__WHAT YOU HAVE TO DO__
Reproduce every entry exactly as written.

====== DATA FOR THIS TASK

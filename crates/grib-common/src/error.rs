//! Error types for the GRIB toolkit.

use thiserror::Error;

/// Result type alias using GribError.
pub type GribResult<T> = Result<T, GribError>;

/// Primary error type for decode, accessor, and index operations.
#[derive(Debug, Error)]
pub enum GribError {
    // === Structural decode errors ===
    #[error("Invalid message: {0}")]
    InvalidMessage(String),

    #[error("Malformed message: {0}")]
    Malformed(String),

    #[error("Missing 7777 marker at end of message")]
    MissingEndMarker,

    #[error("Premature end of file while reading a message")]
    PrematureEndOfFile,

    #[error("Unsupported edition: {0}")]
    UnsupportedEdition(u8),

    // === Key lookup ===
    #[error("Key not found: {0}")]
    KeyNotFound(String),

    #[error("Missing key: {0}")]
    MissingKey(String),

    // === Accessor contract violations ===
    #[error("Cannot convert key '{key}' from {from} to {to}")]
    WrongConversion {
        key: String,
        from: &'static str,
        to: &'static str,
    },

    #[error("Value {value} for key '{key}' does not fit in {bits} bits")]
    OutOfRange { key: String, value: i64, bits: u32 },

    #[error("Key is read only: {0}")]
    ReadOnly(String),

    #[error("Invalid type for key '{key}': expected {expected}, got {actual}")]
    InvalidType {
        key: String,
        expected: &'static str,
        actual: &'static str,
    },

    // === Capacity negotiation ===
    #[error("Buffer too small: need {needed}, have {capacity}")]
    BufferTooSmall { needed: usize, capacity: usize },

    #[error("Array too small: need {needed}, have {capacity}")]
    ArrayTooSmall { needed: usize, capacity: usize },

    // === Index enumeration ===
    #[error("End of index reached")]
    EndOfIndex,

    // === Storage boundary ===
    #[error("I/O problem: {0}")]
    Io(#[from] std::io::Error),

    #[error("File not found: {0}")]
    FileNotFound(String),

    // === Persisted index ===
    #[error("Corrupted index: {0}")]
    CorruptedIndex(String),
}

impl GribError {
    /// Stable numeric code for this error kind.
    ///
    /// Suitable for FFI surfaces and log correlation; the mapping never
    /// changes for an existing variant.
    pub fn code(&self) -> i32 {
        match self {
            GribError::InvalidMessage(_) => -12,
            GribError::Malformed(_) => -51,
            GribError::MissingEndMarker => -5,
            GribError::PrematureEndOfFile => -45,
            GribError::UnsupportedEdition(_) => -64,
            GribError::KeyNotFound(_) => -10,
            GribError::MissingKey(_) => -34,
            GribError::WrongConversion { .. } => -58,
            GribError::OutOfRange { .. } => -65,
            GribError::ReadOnly(_) => -18,
            GribError::InvalidType { .. } => -24,
            GribError::BufferTooSmall { .. } => -3,
            GribError::ArrayTooSmall { .. } => -6,
            GribError::EndOfIndex => -43,
            GribError::Io(_) => -11,
            GribError::FileNotFound(_) => -7,
            GribError::CorruptedIndex(_) => -52,
        }
    }

    /// True for the enumeration termination sentinel, which callers loop
    /// on rather than treat as a failure.
    pub fn is_end_of_index(&self) -> bool {
        matches!(self, GribError::EndOfIndex)
    }
}

#[cfg(test)]
mod tests {
    use super::*;

    #[test]
    fn test_codes_are_stable() {
        assert_eq!(GribError::MissingEndMarker.code(), -5);
        assert_eq!(GribError::KeyNotFound("t".into()).code(), -10);
        assert_eq!(GribError::EndOfIndex.code(), -43);
        assert_eq!(GribError::CorruptedIndex("bad magic".into()).code(), -52);
    }

    #[test]
    fn test_end_of_index_sentinel() {
        assert!(GribError::EndOfIndex.is_end_of_index());
        assert!(!GribError::PrematureEndOfFile.is_end_of_index());
    }

    #[test]
    fn test_io_conversion() {
        let io = std::io::Error::new(std::io::ErrorKind::Other, "disk gone");
        let err: GribError = io.into();
        assert_eq!(err.code(), -11);
    }
}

============

__SOLUTION FOR THIS EXERCISE__
filename crates/grib-common/src/error.rs
//! Error types for the GRIB toolkit.

use thiserror::Error;

/// Result type alias using GribError.
pub type GribResult<T> = Result<T, GribError>;

/// Primary error type for decode, accessor, and index operations.
#[derive(Debug, Error)]
pub enum GribError {
    // === Structural decode errors ===
    #[error("Invalid message: {0}")]
    InvalidMessage(String),

    #[error("Malformed message: {0}")]
    Malformed(String),

    #[error("Missing 7777 marker at end of message")]
    MissingEndMarker,

    #[error("Premature end of file while reading a message")]
    PrematureEndOfFile,

    #[error("Unsupported edition: {0}")]
    UnsupportedEdition(u8),

    // === Key lookup ===
    #[error("Key not found: {0}")]
    KeyNotFound(String),

    #[error("Missing key: {0}")]
    MissingKey(String),

    // === Accessor contract violations ===
    #[error("Cannot convert key '{key}' from {from} to {to}")]
    WrongConversion {
        key: String,
        from: &'static str,
        to: &'static str,
    },

    #[error("Value {value} for key '{key}' does not fit in {bits} bits")]
    OutOfRange { key: String, value: i64, bits: u32 },

    #[error("Key is read only: {0}")]
    ReadOnly(String),

    #[error("Invalid type for key '{key}': expected {expected}, got {actual}")]
    InvalidType {
        key: String,
        expected: &'static str,
        actual: &'static str,
    },

    // === Capacity negotiation ===
    #[error("Buffer too small: need {needed}, have {capacity}")]
    BufferTooSmall { needed: usize, capacity: usize },

    #[error("Array too small: need {needed}, have {capacity}")]
    ArrayTooSmall { needed: usize, capacity: usize },

    // === Index enumeration ===
    #[error("End of index reached")]
    EndOfIndex,

    // === Storage boundary ===
    #[error("I/O problem: {0}")]
    Io(#[from] std::io::Error),

    #[error("File not found: {0}")]
    FileNotFound(String),

    // === Persisted index ===
    #[error("Corrupted index: {0}")]
    CorruptedIndex(String),
}

impl GribError {
    /// Stable numeric code for this error kind.
    ///
    /// Suitable for FFI surfaces and log correlation; the mapping never
    /// changes for an existing variant.
    pub fn code(&self) -> i32 {
        match self {
            GribError::InvalidMessage(_) => -12,
            GribError::Malformed(_) => -51,
            GribError::MissingEndMarker => -5,
            GribError::PrematureEndOfFile => -45,
            GribError::UnsupportedEdition(_) => -64,
            GribError::KeyNotFound(_) => -10,
            GribError::MissingKey(_) => -34,
            GribError::WrongConversion { .. } => -58,
            GribError::OutOfRange { .. } => -65,
            GribError::ReadOnly(_) => -18,
            GribError::InvalidType { .. } => -24,
            GribError::BufferTooSmall { .. } => -3,
            GribError::ArrayTooSmall { .. } => -6,
            GribError::EndOfIndex => -43,
            GribError::Io(_) => -11,
            GribError::FileNotFound(_) => -7,
            GribError::CorruptedIndex(_) => -52,
        }
    }

    /// True for the enumeration termination sentinel, which callers loop
    /// on rather than treat as a failure.
    pub fn is_end_of_index(&self) -> bool {
        matches!(self, GribError::EndOfIndex)
    }
}

#[cfg(test)]
mod tests {
    use super::*;

    #[test]
    fn test_codes_are_stable() {
        assert_eq!(GribError::MissingEndMarker.code(), -5);
        assert_eq!(GribError::KeyNotFound("t".into()).code(), -10);
        assert_eq!(GribError::EndOfIndex.code(), -43);
        assert_eq!(GribError::CorruptedIndex("bad magic".into()).code(), -52);
    }

    #[test]
    fn test_end_of_index_sentinel() {
        assert!(GribError::EndOfIndex.is_end_of_index());
        assert!(!GribError::PrematureEndOfFile.is_end_of_index());
    }

    #[test]
    fn test_io_conversion() {
        let io = std::io::Error::new(std::io::ErrorKind::Other, "disk gone");
        let err: GribError = io.into();
        assert_eq!(err.code(), -11);
    }
}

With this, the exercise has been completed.